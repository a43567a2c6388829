//! Loading the site's JSON data files

use crate::source::{DataSource, Fetcher, JsonSource};
use crate::{LoadError, Result};
use app_core::albums::Album;
use app_core::posts::BlogPost;
use serde::de::DeserializeOwned;

/// Loads posts and albums through a [`JsonSource`]
#[derive(Debug, Clone, Default)]
pub struct ContentLoader<S = Fetcher> {
    source: S,
}

impl ContentLoader<Fetcher> {
    /// Create a loader that reads from disk and HTTP
    pub fn new() -> Self {
        Self::default()
    }
}

impl<S: JsonSource> ContentLoader<S> {
    /// Create a loader around a specific source
    pub fn with_source(source: S) -> Self {
        Self { source }
    }

    /// Fetch and parse a JSON data file
    pub async fn load_json<T: DeserializeOwned>(&self, location: &DataSource) -> Result<T> {
        let text = self.source.fetch_text(location).await?;
        serde_json::from_str(&text)
            .map_err(|source| LoadError::Json { location: location.to_string(), source })
    }

    /// Load the blog posts, in file order
    pub async fn load_posts(&self, location: &DataSource) -> Result<Vec<BlogPost>> {
        self.load_json(location)
            .await
            .inspect(|posts: &Vec<BlogPost>| {
                tracing::debug!(%location, count = posts.len(), "loaded blog posts")
            })
            .inspect_err(|e| tracing::error!(%location, error = %e, "Error loading blog posts"))
    }

    /// Load the albums, in file order
    pub async fn load_albums(&self, location: &DataSource) -> Result<Vec<Album>> {
        self.load_json(location)
            .await
            .inspect(|albums: &Vec<Album>| {
                tracing::debug!(%location, count = albums.len(), "loaded albums")
            })
            .inspect_err(|e| tracing::error!(%location, error = %e, "Error loading albums"))
    }
}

EXERCISE OBJECTIVE:
From the listing above, copy every line that includes the word "count".

RESPONSE AREA:
                tracing::debug!(%location, count = posts.len(), "loaded blog posts")
                tracing::debug!(%location, count = albums.len(), "loaded albums")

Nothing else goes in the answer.